Specifically, 143 gorgonians belonging to the species Eunicella cavolini, Eunicella singularis, and Leptogorgia sarmentosa, as well as 106 soft corals of the species Alcyonium palmatum and some bryozoans, were returned to the sea. The organisms were released into the natural environment in Vilanova i la Geltrú, Palamós, and Arenys de Mar at depths ranging from 90 to 140 meters. In addition, in Vilanova, the survival success of these organisms was verified by observing, through a remotely operated underwater vehicle (ROV), that the gorgonians had correctly settled on the seabed.
This action was carried out during the project’s second oceanographic campaign, involving research teams from the Institute of Marine Sciences (ICM-CSIC) and the University of Barcelona. The main objectives were to gather information about the seabeds in the 15 fishing restricted areas, which are the project’s target zones, and to release the recovered specimens at the fishing associations.
Throughout a month-long campaign, 34 dives were conducted using an ROV to visually inspect these areas, covering a linear distance of 80 kilometers and nearby control zones.

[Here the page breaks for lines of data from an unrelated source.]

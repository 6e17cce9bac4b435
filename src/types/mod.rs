pub mod webhook;
pub mod webhook_delivery;
pub mod delivery_attempt_log;
pub mod circuit_breaker;
pub mod stats;
pub mod admin;
pub mod api_error;

#[allow(unused_imports)]
pub use webhook::{ContentType, DeliveryOutcome, HttpMethod, Webhook, WebhookStatus};
#[allow(unused_imports)]
pub use webhook_delivery::{DeliveryStatus, WebhookDelivery};
#[allow(unused_imports)]
pub use delivery_attempt_log::{AttemptErrorKind, DeliveryAttemptLog};
#[allow(unused_imports)]
pub use circuit_breaker::{CircuitBreakerStats, CircuitState};
#[allow(unused_imports)]
pub use stats::{DeliveryStats, ErrorAnalysis, HealthMetrics};
#[allow(unused_imports)]
pub use admin::{
    CreateWebhookRequest, EmitEventResponse, ListAttemptsResponse, ListCircuitsResponse,
    ListDeliveriesResponse, UpdateWebhookStatusRequest, UpdateWebhookStatusResponse,
    WebhookResponse,
};
#[allow(unused_imports)]
pub use api_error::{ApiErrorCode, ApiErrorResponse};
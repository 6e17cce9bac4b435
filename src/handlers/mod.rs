//! Internal HTTP surface: event ingest plus the admin API.

pub mod circuits;
pub mod deliveries;
pub mod events;
pub mod stats;
pub mod webhooks;

use axum::{
    Router, middleware,
    routing::{get, post, put},
};

use crate::{auth::admin_auth, state::AppState};

pub fn router(state: AppState) -> Router {
    let admin = Router::new()
        .route("/deliveries", get(deliveries::list_deliveries_handler))
        .route("/deliveries/:id", get(deliveries::get_delivery_handler))
        .route(
            "/deliveries/:id/attempts",
            get(deliveries::list_attempts_handler),
        )
        .route(
            "/deliveries/:id/retry",
            post(deliveries::retry_delivery_handler),
        )
        .route(
            "/deliveries/:id/cancel",
            post(deliveries::cancel_delivery_handler),
        )
        .route("/stats", get(stats::stats_handler))
        .route("/webhooks", post(webhooks::create_webhook_handler))
        .route(
            "/webhooks/:id",
            get(webhooks::get_webhook_handler).delete(webhooks::delete_webhook_handler),
        )
        .route("/webhooks/:id/health", get(webhooks::health_handler))
        .route(
            "/webhooks/:id/status",
            put(webhooks::update_status_handler),
        )
        .route("/circuits", get(circuits::list_circuits_handler))
        .route("/circuits/:key/open", post(circuits::open_circuit_handler))
        .route("/circuits/:key/close", post(circuits::close_circuit_handler))
        .route("/circuits/:key/reset", post(circuits::reset_circuit_handler))
        .layer(middleware::from_fn_with_state(state.clone(), admin_auth));

    Router::new()
        .route("/internal/events", post(events::emit_event_handler))
        .nest("/api/admin", admin)
        .with_state(state)
}
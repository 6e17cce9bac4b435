use std::time::Duration;

use crate::types::Webhook;

pub const DEFAULT_BASE_DELAY: Duration = Duration::from_millis(1_000);
pub const DEFAULT_MAX_DELAY: Duration = Duration::from_millis(300_000);

/// Exponential backoff: `min(base * 2^(attempt - 1), max)`.
#[derive(Debug, Clone, Copy, PartialEq, Eq)]
pub struct BackoffPolicy {
    pub base_delay: Duration,
    pub max_delay: Duration,
}

impl BackoffPolicy {
    pub fn new(base_delay: Duration, max_delay: Duration) -> Self {
        Self {
            base_delay,
            max_delay,
        }
    }

    /// Policy for a webhook whose `retry_delay_ms` is the base unit.
    pub fn for_webhook(webhook: &Webhook) -> Self {
        if webhook.retry_delay_ms == 0 {
            return Self::default();
        }
        Self::new(Duration::from_millis(webhook.retry_delay_ms), DEFAULT_MAX_DELAY)
    }

    /// Delay after the `attempt`-th failed attempt (1-based).
    pub fn delay_for_attempt(&self, attempt: u32) -> Duration {
        let exponent = attempt.saturating_sub(1).min(31);
        self.base_delay
            .checked_mul(1u32 << exponent)
            .unwrap_or(self.max_delay)
            .min(self.max_delay)
    }
}

impl Default for BackoffPolicy {
    fn default() -> Self {
        Self::new(DEFAULT_BASE_DELAY, DEFAULT_MAX_DELAY)
    }
}

#[cfg(test)]
mod tests {
    use super::*;

    #[test]
    fn doubles_from_one_second() {
        let policy = BackoffPolicy::default();
        assert_eq!(policy.delay_for_attempt(1), Duration::from_secs(1));
        assert_eq!(policy.delay_for_attempt(2), Duration::from_secs(2));
        assert_eq!(policy.delay_for_attempt(3), Duration::from_secs(4));
    }

    #[test]
    fn caps_at_five_minutes() {
        let policy = BackoffPolicy::default();
        assert_eq!(policy.delay_for_attempt(9), Duration::from_secs(256));
        assert_eq!(policy.delay_for_attempt(10), Duration::from_secs(300));
        assert_eq!(policy.delay_for_attempt(u32::MAX), Duration::from_secs(300));
    }

    #[test]
    fn nondecreasing_in_attempt() {
        let policy = BackoffPolicy::default();
        let mut previous = Duration::ZERO;
        for attempt in 1..64 {
            let delay = policy.delay_for_attempt(attempt);
            assert!(delay >= previous);
            previous = delay;
        }
    }
}
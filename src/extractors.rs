//! Extractors whose rejections go through the `From<*Rejection>` impls on
//! [`ApiError`], so a malformed admin request gets the same `{code, message}`
//! body as a handler-level validation failure.

use axum::{
    Json, async_trait,
    extract::{FromRequest, FromRequestParts, Path, Query, Request},
    http::request::Parts,
};
use serde::de::DeserializeOwned;

use crate::error::ApiError;

pub struct ValidJson<T>(pub T);

#[async_trait]
impl<S, T> FromRequest<S> for ValidJson<T>
where
    S: Send + Sync,
    T: DeserializeOwned,
{
    type Rejection = ApiError;

    async fn from_request(req: Request, state: &S) -> Result<Self, Self::Rejection> {
        let Json(value) = Json::<T>::from_request(req, state).await?;
        Ok(Self(value))
    }
}

pub struct ValidQuery<T>(pub T);

#[async_trait]
impl<S, T> FromRequestParts<S> for ValidQuery<T>
where
    S: Send + Sync,
    T: DeserializeOwned,
{
    type Rejection = ApiError;

    async fn from_request_parts(parts: &mut Parts, state: &S) -> Result<Self, Self::Rejection> {
        let Query(value) = Query::<T>::from_request_parts(parts, state).await?;
        Ok(Self(value))
    }
}

pub struct ValidPath<T>(pub T);

#[async_trait]
impl<S, T> FromRequestParts<S> for ValidPath<T>
where
    S: Send + Sync,
    T: DeserializeOwned + Send,
{
    type Rejection = ApiError;

    async fn from_request_parts(parts: &mut Parts, state: &S) -> Result<Self, Self::Rejection> {
        let Path(value) = Path::<T>::from_request_parts(parts, state).await?;
        Ok(Self(value))
    }
}
use axum::{
    body::Body,
    extract::State,
    http::{HeaderMap, Request, header::AUTHORIZATION},
    middleware::Next,
    response::Response,
};
use subtle::ConstantTimeEq;
use tracing::debug;

use crate::{error::ApiError, state::AppState};

/// Guards the admin routes with the configured bearer token, if any.
pub async fn admin_auth(
    State(state): State<AppState>,
    req: Request<Body>,
    next: Next,
) -> Result<Response, ApiError> {
    let Some(expected) = state.admin_api_token.as_deref() else {
        return Ok(next.run(req).await);
    };

    let Some(provided) = bearer_token(req.headers()) else {
        debug!(path = %req.uri().path(), "admin request without bearer token");
        return Err(ApiError::unauthorized(
            "missing or invalid Authorization header",
        ));
    };

    if !constant_time_eq(expected.as_bytes(), provided.as_bytes()) {
        debug!(path = %req.uri().path(), "admin request with wrong token");
        return Err(ApiError::unauthorized("invalid token"));
    }

    Ok(next.run(req).await)
}

/// Token of an `Authorization: Bearer <token>` header; the scheme is
/// matched case-insensitively.
fn bearer_token(headers: &HeaderMap) -> Option<&str> {
    let value = headers.get(AUTHORIZATION)?.to_str().ok()?.trim_start();
    let (scheme, token) = value.split_at_checked(7)?;
    if !scheme.eq_ignore_ascii_case("bearer ") {
        return None;
    }
    let token = token.trim();
    (!token.is_empty()).then_some(token)
}

fn constant_time_eq(a: &[u8], b: &[u8]) -> bool {
    a.ct_eq(b).into()
}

In a preliminary assessment, the scientific team has observed differences between the current fishing zones and those under a fishing ban for over a year. In the former, the seafloor is smoother and shows marks from fishing gear, whereas in the protected areas, a natural three-dimensional structure has been observed, created by the diverse fauna inhabiting the seabed, which is also more abundant.
IMAGES FOR MONITORING
During the first campaign, which took place in October 2022, the scientific team deployed a Lander, a structure equipped with a camera and various environmental sensors. This quantitative and non-invasive sampling system is positioned on the seabed and operates autonomously for different intervals. In this case, the Lander remained anchored in a soft substrate zone for approximately six months and was recovered during this second campaign. Its mission was to capture images of the seafloor every 30 minutes, which will be processed and analyzed by the scientific team in the coming months to understand temporal dynamics and interactions between different species.

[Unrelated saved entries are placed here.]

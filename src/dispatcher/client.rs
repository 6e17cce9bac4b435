//! Outbound HTTP for delivery attempts.

use std::{collections::BTreeMap, fmt, sync::Arc, time::Duration, time::Instant};

use reqwest::{Method, header::HeaderMap};
use thiserror::Error;
use tracing::{Instrument, info_span};

use crate::delivery::{DeliveryFailure, DeliveryResponse};
use crate::types::{AttemptErrorKind, ContentType, HttpMethod, Webhook, WebhookDelivery};

pub const EVENT_HEADER: &str = "X-Webhook-Event";
pub const DELIVERY_ID_HEADER: &str = "X-Webhook-Delivery-Id";
pub const ATTEMPT_HEADER: &str = "X-Webhook-Attempt";
pub const DEFAULT_SIGNATURE_HEADER: &str = "X-Webhook-Signature";

const MAX_RESPONSE_BODY_BYTES: usize = 64 * 1024;

/// Produces the signature header value for an outgoing body.
///
/// Signing schemes live outside this crate; a dispatcher without a signer
/// sends unsigned requests.
pub trait PayloadSigner: Send + Sync + fmt::Debug {
    fn sign(&self, webhook: &Webhook, body: &[u8]) -> Option<String>;
}

#[derive(Debug, Error)]
pub enum AttemptError {
    #[error("request timed out after {timeout_ms}ms")]
    Timeout { timeout_ms: u64, duration_ms: u64 },
    #[error("network error: {message}")]
    Network { message: String, duration_ms: u64 },
    #[error("HTTP {status_code}")]
    HttpStatus {
        status_code: u16,
        body: Option<String>,
        headers: BTreeMap<String, String>,
        duration_ms: u64,
    },
    #[error("cannot build request: {message}")]
    InvalidRequest { message: String },
}

impl AttemptError {
    pub fn kind(&self) -> AttemptErrorKind {
        match self {
            Self::Timeout { .. } => AttemptErrorKind::Timeout,
            Self::Network { .. } => AttemptErrorKind::Network,
            Self::HttpStatus { .. } => AttemptErrorKind::HttpStatus,
            Self::InvalidRequest { .. } => AttemptErrorKind::Unexpected,
        }
    }

    pub fn duration_ms(&self) -> u64 {
        match self {
            Self::Timeout { duration_ms, .. }
            | Self::Network { duration_ms, .. }
            | Self::HttpStatus { duration_ms, .. } => *duration_ms,
            Self::InvalidRequest { .. } => 0,
        }
    }

    pub fn into_failure(self) -> DeliveryFailure {
        let error_message = self.to_string();
        match self {
            Self::HttpStatus {
                status_code,
                body,
                headers,
                duration_ms,
            } => DeliveryFailure {
                error_message,
                http_status_code: Some(status_code),
                body,
                headers: Some(headers),
                duration_ms: Some(duration_ms),
            },
            Self::Timeout { duration_ms, .. } | Self::Network { duration_ms, .. } => {
                DeliveryFailure {
                    error_message,
                    duration_ms: Some(duration_ms),
                    ..DeliveryFailure::default()
                }
            }
            Self::InvalidRequest { .. } => DeliveryFailure::message(error_message),
        }
    }
}

#[derive(Debug, Clone)]
pub struct DeliveryClient {
    client: reqwest::Client,
    signer: Option<Arc<dyn PayloadSigner>>,
}

impl DeliveryClient {
    pub fn new(user_agent: &str) -> Result<Self, reqwest::Error> {
        let client = reqwest::Client::builder()
            .user_agent(user_agent)
            .redirect(reqwest::redirect::Policy::limited(3))
            .build()?;
        Ok(Self {
            client,
            signer: None,
        })
    }

    pub fn with_signer(mut self, signer: Arc<dyn PayloadSigner>) -> Self {
        self.signer = Some(signer);
        self
    }

    /// Sends one attempt of `delivery` to `webhook`. Only 2xx is success.
    pub async fn deliver(
        &self,
        webhook: &Webhook,
        delivery: &WebhookDelivery,
        attempt_no: u32,
    ) -> Result<DeliveryResponse, AttemptError> {
        let span = info_span!(
            "webhook_attempt",
            delivery_id = %delivery.id,
            webhook_id = %webhook.id,
            attempt = attempt_no,
        );

        async move {
            let body = encode_body(webhook.content_type, &delivery.payload)?;
            let mut request = self
                .client
                .request(method(webhook.http_method), &webhook.url)
                .timeout(Duration::from_millis(webhook.timeout_ms.max(1)))
                .header("content-type", content_type(webhook.content_type));

            for (name, value) in &webhook.headers {
                if !is_managed_header(name) {
                    request = request.header(name.as_str(), value.as_str());
                }
            }

            request = request
                .header(EVENT_HEADER, delivery.event.as_str())
                .header(DELIVERY_ID_HEADER, delivery.id.to_string())
                .header(ATTEMPT_HEADER, attempt_no.to_string());

            if let Some(signer) = &self.signer
                && let Some(signature) = signer.sign(webhook, body.as_bytes())
            {
                let header = webhook
                    .signature_header
                    .as_deref()
                    .unwrap_or(DEFAULT_SIGNATURE_HEADER);
                request = request.header(header, signature);
            }

            let started = Instant::now();
            let response = match request.body(body).send().await {
                Ok(response) => response,
                Err(err) => {
                    let duration_ms = elapsed_ms(started);
                    tracing::debug!(duration_ms, error = %err, "request failed");
                    if err.is_timeout() {
                        return Err(AttemptError::Timeout {
                            timeout_ms: webhook.timeout_ms,
                            duration_ms,
                        });
                    }
                    if err.is_builder() {
                        return Err(AttemptError::InvalidRequest {
                            message: err.to_string(),
                        });
                    }
                    return Err(AttemptError::Network {
                        message: err.to_string(),
                        duration_ms,
                    });
                }
            };

            let status = response.status();
            let headers = extract_headers(response.headers());
            let body = read_body(response).await;
            let duration_ms = elapsed_ms(started);

            tracing::debug!(status = status.as_u16(), duration_ms, "received response");

            if status.is_success() {
                Ok(DeliveryResponse {
                    http_status_code: status.as_u16(),
                    body,
                    headers: Some(headers),
                    duration_ms: Some(duration_ms),
                })
            } else {
                Err(AttemptError::HttpStatus {
                    status_code: status.as_u16(),
                    body,
                    headers,
                    duration_ms,
                })
            }
        }
        .instrument(span)
        .await
    }
}

fn method(method: HttpMethod) -> Method {
    match method {
        HttpMethod::Post => Method::POST,
        HttpMethod::Put => Method::PUT,
        HttpMethod::Patch => Method::PATCH,
    }
}

fn content_type(content_type: ContentType) -> &'static str {
    match content_type {
        ContentType::Json => "application/json",
        ContentType::FormUrlEncoded => "application/x-www-form-urlencoded",
    }
}

/// JSON payloads go out as stored. Form bodies flatten the top-level object:
/// strings verbatim, everything else as its JSON text.
fn encode_body(content_type: ContentType, payload: &str) -> Result<String, AttemptError> {
    match content_type {
        ContentType::Json => Ok(payload.to_string()),
        ContentType::FormUrlEncoded => {
            let value: serde_json::Value =
                serde_json::from_str(payload).map_err(|err| AttemptError::InvalidRequest {
                    message: format!("payload is not JSON: {err}"),
                })?;
            let serde_json::Value::Object(fields) = value else {
                return Err(AttemptError::InvalidRequest {
                    message: "form payload must be a JSON object".to_string(),
                });
            };
            let pairs: Vec<(String, String)> = fields
                .into_iter()
                .map(|(key, value)| match value {
                    serde_json::Value::String(text) => (key, text),
                    other => (key, other.to_string()),
                })
                .collect();
            serde_urlencoded::to_string(&pairs).map_err(|err| AttemptError::InvalidRequest {
                message: format!("cannot encode form payload: {err}"),
            })
        }
    }
}

async fn read_body(mut response: reqwest::Response) -> Option<String> {
    let mut buffer: Vec<u8> = Vec::new();
    loop {
        match response.chunk().await {
            Ok(Some(chunk)) => {
                let room = MAX_RESPONSE_BODY_BYTES - buffer.len();
                if chunk.len() >= room {
                    buffer.extend_from_slice(&chunk[..room]);
                    break;
                }
                buffer.extend_from_slice(&chunk);
            }
            Ok(None) => break,
            Err(err) => {
                tracing::warn!(error = %err, "failed to read response body");
                break;
            }
        }
    }

    if buffer.is_empty() {
        None
    } else {
        Some(String::from_utf8_lossy(&buffer).into_owned())
    }
}

fn extract_headers(header_map: &HeaderMap) -> BTreeMap<String, String> {
    header_map
        .iter()
        .filter_map(|(name, value)| {
            value
                .to_str()
                .ok()
                .map(|value| (name.to_string(), value.to_string()))
        })
        .collect()
}

fn elapsed_ms(started: Instant) -> u64 {
    u64::try_from(started.elapsed().as_millis()).unwrap_or(u64::MAX)
}

/// Headers the delivery system owns; webhook-configured values are ignored.
fn is_managed_header(name: &str) -> bool {
    let lowercase = name.to_ascii_lowercase();
    matches!(
        lowercase.as_str(),
        "content-length"
            | "content-type"
            | "host"
            | "user-agent"
            | "connection"
            | "transfer-encoding"
            | "x-webhook-event"
            | "x-webhook-delivery-id"
            | "x-webhook-attempt"
    )
}
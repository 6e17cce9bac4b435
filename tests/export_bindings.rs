#![allow(clippy::expect_used, clippy::unwrap_used)]

#[path = "../src/types/mod.rs"]
#[allow(dead_code)]
mod types;

#[test]
fn export_bindings() {
    let out_dir = tempfile::tempdir().expect("create temp dir");
    let out_path = out_dir.path().join("bindings.ts");
    let ts_cfg =
        specta::ts::ExportConfiguration::default().bigint(specta::ts::BigIntExportBehavior::Number);

    specta::export::ts_with_cfg(&out_path.to_string_lossy(), &ts_cfg)
        .expect("failed to export Specta bindings");

    let bindings = std::fs::read_to_string(&out_path).expect("read bindings");
    for name in [
        "WebhookDelivery",
        "WebhookResponse",
        "CircuitBreakerStats",
        "DeliveryStats",
    ] {
        assert!(
            bindings.contains(&format!("export type {name} ")),
            "missing binding for {name}"
        );
    }
}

In upcoming campaigns, the monitoring of the released species in the reserve areas will also be conducted through video footage, using both an ROV and an autonomous underwater vehicle (AUV). The next campaign will take place this month of June to redeploy the Lander, continue the release of organisms collected from different fishing associations, and explore the 15 restricted zones, this time using an autonomous vehicle.
In the project’s target area along the coasts of Barcelona and Girona, it is estimated that over 90% of the seafloor between 50 and 800 meters deep shows signs of degradation, hindering the regeneration of natural resources. This area is considered ecologically significant due to the high concentration of endangered, threatened, or vulnerable species, including corals and gorgonians.
Therefore, until 2026, the action program of the LIFE ECOREST project aims to improve the conservation status of deep-sea habitats and demonstrate the effectiveness of participatory management involving the fishing sector.
This initiative, coordinated by the ICM-CSIC, has partners such as the Federation of Fishing Associations of Girona, the Fundación Biodiversidad of the Ministry for Ecological Transition and Demographic Challenge, the University of Barcelona, and WWF Spain. It is also financially supported by the LIFE Program of the European Union.